## DIRECTIONS FOR THIS TASK
Determine how many lines of the entries contain "kept". Reply with that number alone.

## RECORDS FOR THIS TASK
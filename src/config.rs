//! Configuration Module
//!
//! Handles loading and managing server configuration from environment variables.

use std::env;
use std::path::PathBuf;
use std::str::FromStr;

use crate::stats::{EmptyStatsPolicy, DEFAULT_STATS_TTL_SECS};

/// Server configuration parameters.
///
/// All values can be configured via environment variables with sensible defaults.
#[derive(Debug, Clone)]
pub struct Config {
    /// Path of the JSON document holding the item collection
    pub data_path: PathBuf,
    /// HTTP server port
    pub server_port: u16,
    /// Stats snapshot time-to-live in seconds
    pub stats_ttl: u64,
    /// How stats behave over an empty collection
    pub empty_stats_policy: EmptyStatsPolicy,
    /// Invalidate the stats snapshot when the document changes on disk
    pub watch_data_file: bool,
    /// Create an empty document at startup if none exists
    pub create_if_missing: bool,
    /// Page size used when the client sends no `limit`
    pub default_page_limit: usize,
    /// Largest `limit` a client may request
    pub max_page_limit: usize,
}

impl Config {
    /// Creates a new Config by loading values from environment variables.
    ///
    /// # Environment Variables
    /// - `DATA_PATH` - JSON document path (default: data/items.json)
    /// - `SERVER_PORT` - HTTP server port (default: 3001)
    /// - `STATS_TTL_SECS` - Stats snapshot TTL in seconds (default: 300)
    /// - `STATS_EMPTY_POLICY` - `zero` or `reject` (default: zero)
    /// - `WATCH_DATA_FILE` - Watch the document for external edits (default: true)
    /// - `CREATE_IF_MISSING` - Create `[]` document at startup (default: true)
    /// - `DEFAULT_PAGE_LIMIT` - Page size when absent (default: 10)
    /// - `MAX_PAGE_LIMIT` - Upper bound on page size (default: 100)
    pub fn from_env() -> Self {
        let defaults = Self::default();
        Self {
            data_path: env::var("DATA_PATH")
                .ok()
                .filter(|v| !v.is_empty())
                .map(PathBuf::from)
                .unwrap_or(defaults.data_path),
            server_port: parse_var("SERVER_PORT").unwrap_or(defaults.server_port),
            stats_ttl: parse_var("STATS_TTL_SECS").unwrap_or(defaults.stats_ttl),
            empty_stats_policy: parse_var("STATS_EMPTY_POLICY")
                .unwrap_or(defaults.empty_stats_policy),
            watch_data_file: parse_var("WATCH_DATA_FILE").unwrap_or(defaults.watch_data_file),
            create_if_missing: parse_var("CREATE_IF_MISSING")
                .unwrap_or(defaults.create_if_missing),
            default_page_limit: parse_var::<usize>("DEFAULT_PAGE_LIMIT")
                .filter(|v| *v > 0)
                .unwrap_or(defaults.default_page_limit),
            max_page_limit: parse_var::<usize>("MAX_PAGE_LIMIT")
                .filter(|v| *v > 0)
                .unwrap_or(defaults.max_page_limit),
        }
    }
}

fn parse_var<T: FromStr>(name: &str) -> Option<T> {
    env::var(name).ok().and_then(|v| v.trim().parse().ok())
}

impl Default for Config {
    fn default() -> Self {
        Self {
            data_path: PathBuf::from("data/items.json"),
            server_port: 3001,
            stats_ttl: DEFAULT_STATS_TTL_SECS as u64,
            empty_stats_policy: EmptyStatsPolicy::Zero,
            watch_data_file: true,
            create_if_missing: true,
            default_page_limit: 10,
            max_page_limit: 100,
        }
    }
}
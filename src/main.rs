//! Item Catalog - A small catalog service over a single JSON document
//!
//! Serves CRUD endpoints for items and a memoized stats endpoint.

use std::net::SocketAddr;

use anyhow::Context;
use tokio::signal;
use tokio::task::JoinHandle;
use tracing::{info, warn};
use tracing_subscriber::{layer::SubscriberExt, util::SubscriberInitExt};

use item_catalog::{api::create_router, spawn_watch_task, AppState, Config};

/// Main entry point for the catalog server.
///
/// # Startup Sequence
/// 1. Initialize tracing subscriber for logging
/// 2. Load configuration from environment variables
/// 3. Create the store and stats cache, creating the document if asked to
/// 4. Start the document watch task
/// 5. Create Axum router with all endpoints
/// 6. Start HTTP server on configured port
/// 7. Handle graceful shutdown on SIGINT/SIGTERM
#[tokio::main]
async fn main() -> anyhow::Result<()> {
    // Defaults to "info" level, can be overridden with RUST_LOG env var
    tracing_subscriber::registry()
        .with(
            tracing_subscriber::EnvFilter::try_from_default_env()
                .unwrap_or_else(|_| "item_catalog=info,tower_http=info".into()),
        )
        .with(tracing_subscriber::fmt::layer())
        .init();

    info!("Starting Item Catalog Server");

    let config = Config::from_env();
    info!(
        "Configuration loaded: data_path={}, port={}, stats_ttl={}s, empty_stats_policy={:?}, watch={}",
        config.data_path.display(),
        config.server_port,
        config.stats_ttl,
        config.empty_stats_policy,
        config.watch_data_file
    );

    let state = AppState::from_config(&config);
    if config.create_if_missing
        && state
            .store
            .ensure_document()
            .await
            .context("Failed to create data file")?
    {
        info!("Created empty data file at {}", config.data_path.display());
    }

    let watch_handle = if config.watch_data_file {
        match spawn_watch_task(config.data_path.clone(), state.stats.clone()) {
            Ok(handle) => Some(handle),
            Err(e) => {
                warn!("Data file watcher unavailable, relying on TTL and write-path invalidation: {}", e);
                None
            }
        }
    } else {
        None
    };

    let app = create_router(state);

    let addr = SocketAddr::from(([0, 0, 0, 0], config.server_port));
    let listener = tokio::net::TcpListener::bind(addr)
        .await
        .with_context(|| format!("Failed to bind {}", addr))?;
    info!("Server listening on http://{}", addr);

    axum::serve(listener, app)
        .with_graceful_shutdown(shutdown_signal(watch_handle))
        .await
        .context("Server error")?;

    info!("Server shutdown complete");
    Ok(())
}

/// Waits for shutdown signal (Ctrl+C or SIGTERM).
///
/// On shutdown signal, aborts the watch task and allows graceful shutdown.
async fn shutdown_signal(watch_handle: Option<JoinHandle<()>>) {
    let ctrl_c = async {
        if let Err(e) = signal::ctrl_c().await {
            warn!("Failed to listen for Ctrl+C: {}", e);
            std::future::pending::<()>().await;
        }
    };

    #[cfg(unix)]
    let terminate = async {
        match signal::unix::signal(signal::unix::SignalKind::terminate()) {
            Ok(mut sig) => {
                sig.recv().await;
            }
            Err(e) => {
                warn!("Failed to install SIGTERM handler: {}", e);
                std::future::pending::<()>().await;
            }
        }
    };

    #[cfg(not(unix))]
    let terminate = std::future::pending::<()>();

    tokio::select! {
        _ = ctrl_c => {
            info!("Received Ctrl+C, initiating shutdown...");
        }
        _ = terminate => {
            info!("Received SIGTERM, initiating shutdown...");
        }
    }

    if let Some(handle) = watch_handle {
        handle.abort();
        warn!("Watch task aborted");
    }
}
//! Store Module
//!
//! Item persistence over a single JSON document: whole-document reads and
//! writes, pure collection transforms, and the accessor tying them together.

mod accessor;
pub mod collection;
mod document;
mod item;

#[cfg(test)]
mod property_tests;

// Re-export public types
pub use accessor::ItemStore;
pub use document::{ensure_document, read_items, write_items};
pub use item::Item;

...

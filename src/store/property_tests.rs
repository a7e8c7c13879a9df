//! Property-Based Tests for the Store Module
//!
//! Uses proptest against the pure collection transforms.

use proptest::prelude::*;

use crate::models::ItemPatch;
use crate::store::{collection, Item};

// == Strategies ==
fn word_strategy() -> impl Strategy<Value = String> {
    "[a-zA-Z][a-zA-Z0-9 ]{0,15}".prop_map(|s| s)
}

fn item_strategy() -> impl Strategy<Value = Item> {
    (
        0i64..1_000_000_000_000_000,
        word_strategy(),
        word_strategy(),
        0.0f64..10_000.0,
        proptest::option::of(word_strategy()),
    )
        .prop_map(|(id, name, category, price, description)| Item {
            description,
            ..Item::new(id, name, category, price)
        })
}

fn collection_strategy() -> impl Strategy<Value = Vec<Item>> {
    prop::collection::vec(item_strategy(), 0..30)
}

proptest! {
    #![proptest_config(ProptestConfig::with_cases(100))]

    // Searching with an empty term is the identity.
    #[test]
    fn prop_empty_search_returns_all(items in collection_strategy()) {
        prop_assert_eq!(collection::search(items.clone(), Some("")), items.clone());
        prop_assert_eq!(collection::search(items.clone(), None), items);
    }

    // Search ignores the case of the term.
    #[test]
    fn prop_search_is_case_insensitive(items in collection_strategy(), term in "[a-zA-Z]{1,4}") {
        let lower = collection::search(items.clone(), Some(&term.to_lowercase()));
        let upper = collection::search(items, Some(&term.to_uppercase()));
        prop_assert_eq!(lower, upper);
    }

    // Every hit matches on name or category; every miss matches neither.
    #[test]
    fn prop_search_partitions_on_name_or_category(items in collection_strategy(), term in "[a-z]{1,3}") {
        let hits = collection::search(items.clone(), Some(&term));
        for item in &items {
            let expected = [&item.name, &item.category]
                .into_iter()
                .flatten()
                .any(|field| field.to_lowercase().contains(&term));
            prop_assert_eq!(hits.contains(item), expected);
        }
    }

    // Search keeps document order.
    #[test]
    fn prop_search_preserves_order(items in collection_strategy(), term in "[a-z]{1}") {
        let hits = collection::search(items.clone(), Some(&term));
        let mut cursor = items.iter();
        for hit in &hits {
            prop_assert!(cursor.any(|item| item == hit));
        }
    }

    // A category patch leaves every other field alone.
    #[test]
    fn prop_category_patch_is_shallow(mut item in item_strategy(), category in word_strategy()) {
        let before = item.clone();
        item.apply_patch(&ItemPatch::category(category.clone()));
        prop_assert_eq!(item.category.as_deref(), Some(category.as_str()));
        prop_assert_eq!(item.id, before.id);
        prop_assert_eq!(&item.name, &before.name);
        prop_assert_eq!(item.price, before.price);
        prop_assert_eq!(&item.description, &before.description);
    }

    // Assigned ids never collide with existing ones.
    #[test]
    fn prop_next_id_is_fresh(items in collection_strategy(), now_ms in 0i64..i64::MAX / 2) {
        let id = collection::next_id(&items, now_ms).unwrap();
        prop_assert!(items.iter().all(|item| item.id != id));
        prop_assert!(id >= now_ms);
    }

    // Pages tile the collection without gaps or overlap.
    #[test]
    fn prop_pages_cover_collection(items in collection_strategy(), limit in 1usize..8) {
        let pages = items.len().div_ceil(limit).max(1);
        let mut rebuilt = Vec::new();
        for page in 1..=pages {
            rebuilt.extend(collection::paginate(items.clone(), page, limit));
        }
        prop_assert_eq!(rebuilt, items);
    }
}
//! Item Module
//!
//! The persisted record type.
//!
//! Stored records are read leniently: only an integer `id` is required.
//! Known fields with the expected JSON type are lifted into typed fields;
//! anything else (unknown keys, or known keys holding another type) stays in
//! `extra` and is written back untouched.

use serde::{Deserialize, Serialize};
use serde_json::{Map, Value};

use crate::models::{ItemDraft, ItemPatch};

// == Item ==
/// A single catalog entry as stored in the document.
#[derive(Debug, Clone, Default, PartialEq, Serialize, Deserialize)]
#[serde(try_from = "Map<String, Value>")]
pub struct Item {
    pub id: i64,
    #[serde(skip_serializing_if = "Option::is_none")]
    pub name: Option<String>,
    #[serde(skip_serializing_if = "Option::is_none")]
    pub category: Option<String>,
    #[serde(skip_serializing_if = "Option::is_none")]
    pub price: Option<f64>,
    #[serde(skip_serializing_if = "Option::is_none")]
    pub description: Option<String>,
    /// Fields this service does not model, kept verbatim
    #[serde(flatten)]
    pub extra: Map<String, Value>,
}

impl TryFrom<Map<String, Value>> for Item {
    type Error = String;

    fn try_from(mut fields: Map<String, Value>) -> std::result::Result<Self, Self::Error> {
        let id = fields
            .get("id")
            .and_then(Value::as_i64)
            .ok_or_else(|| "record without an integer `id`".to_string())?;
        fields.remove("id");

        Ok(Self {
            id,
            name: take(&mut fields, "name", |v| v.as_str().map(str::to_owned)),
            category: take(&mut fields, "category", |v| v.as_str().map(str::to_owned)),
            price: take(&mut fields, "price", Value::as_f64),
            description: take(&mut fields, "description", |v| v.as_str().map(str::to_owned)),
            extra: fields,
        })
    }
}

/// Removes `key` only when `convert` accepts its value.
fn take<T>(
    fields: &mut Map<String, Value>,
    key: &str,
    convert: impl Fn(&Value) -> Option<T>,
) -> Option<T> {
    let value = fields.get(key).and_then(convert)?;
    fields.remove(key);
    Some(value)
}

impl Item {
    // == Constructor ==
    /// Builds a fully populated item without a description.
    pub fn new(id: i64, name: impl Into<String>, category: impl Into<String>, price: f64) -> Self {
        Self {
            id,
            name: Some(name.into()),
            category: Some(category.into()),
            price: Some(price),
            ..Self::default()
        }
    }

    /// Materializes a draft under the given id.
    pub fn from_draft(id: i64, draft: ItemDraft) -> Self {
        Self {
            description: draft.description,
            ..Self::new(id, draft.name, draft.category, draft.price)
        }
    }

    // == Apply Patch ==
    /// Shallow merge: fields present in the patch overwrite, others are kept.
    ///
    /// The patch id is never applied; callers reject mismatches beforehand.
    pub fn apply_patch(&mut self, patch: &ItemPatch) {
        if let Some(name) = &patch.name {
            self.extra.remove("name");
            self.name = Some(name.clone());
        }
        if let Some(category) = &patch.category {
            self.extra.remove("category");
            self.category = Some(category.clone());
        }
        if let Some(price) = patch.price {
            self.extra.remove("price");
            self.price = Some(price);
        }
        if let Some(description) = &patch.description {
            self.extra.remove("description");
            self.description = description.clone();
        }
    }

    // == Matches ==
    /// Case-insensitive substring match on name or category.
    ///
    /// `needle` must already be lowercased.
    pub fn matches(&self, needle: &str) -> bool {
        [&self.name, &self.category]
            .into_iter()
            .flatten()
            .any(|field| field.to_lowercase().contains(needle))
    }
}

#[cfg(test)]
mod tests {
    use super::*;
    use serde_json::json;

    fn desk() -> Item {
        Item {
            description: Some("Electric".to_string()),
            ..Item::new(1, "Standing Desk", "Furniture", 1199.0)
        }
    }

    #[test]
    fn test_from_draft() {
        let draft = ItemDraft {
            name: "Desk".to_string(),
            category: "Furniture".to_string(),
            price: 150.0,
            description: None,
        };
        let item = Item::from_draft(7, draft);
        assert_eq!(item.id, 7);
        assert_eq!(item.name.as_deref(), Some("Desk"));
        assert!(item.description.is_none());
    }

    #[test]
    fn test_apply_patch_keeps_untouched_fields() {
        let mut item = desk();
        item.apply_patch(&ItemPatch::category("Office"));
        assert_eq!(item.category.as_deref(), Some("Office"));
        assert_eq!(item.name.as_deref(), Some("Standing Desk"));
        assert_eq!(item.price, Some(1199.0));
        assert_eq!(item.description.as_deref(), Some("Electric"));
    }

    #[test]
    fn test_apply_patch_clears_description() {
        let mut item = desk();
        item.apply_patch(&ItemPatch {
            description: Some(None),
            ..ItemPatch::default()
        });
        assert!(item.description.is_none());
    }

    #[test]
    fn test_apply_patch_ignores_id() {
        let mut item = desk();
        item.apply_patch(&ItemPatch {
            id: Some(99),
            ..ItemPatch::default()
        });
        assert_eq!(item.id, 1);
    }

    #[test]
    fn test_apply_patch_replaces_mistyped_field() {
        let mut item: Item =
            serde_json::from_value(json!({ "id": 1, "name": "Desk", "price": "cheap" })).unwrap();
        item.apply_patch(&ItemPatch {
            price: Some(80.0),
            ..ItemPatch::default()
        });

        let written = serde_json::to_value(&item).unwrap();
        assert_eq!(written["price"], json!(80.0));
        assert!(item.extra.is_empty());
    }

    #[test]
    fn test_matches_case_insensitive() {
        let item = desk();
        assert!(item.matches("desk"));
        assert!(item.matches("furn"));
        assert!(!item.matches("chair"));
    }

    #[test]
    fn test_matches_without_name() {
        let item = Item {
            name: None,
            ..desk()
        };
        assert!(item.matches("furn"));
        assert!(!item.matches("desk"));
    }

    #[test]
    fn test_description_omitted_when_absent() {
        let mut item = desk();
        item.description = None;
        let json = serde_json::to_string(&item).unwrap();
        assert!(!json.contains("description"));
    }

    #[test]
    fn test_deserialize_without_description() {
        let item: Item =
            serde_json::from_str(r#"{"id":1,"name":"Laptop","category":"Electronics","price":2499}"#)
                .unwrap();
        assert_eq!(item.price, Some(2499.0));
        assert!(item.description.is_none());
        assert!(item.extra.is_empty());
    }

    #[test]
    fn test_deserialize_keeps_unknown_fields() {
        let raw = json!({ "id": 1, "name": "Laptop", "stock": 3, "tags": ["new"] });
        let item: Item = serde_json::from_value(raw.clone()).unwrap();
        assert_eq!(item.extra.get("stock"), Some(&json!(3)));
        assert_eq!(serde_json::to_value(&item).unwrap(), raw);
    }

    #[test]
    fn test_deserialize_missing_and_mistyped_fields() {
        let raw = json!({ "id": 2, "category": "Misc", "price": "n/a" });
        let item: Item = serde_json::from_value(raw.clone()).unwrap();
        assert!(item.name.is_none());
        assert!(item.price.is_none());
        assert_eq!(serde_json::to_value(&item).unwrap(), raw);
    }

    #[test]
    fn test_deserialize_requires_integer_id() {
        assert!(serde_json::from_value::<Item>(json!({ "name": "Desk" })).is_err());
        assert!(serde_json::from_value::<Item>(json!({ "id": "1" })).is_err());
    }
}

* * *

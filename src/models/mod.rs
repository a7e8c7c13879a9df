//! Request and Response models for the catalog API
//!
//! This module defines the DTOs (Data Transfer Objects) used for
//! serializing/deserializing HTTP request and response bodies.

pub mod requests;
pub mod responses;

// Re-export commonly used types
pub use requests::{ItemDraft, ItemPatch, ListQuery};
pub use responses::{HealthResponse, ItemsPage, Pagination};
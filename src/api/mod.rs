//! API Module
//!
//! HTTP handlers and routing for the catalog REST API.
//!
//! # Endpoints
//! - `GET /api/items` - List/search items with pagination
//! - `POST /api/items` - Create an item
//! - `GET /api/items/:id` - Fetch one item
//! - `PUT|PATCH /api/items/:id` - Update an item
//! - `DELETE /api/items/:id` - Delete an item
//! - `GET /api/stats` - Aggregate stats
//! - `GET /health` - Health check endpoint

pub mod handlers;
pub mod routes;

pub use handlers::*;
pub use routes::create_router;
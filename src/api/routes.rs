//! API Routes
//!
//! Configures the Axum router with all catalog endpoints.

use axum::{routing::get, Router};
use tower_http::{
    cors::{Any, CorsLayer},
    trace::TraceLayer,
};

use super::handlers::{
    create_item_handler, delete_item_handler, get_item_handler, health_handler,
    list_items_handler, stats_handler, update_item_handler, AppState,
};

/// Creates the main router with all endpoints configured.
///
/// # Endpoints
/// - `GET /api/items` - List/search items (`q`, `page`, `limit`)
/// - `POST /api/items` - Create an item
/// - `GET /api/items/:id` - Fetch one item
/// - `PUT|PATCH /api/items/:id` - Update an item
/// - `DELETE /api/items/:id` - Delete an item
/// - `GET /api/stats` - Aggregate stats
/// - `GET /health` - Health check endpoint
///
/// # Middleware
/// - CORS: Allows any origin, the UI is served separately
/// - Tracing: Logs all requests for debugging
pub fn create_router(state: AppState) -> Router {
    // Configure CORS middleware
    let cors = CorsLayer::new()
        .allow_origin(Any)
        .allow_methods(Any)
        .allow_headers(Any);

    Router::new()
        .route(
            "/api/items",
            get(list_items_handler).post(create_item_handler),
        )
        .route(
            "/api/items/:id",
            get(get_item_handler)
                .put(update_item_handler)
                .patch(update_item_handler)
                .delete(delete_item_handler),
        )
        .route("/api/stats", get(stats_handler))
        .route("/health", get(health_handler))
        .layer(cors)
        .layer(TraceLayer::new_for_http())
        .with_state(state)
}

## COMPLETED TASK
2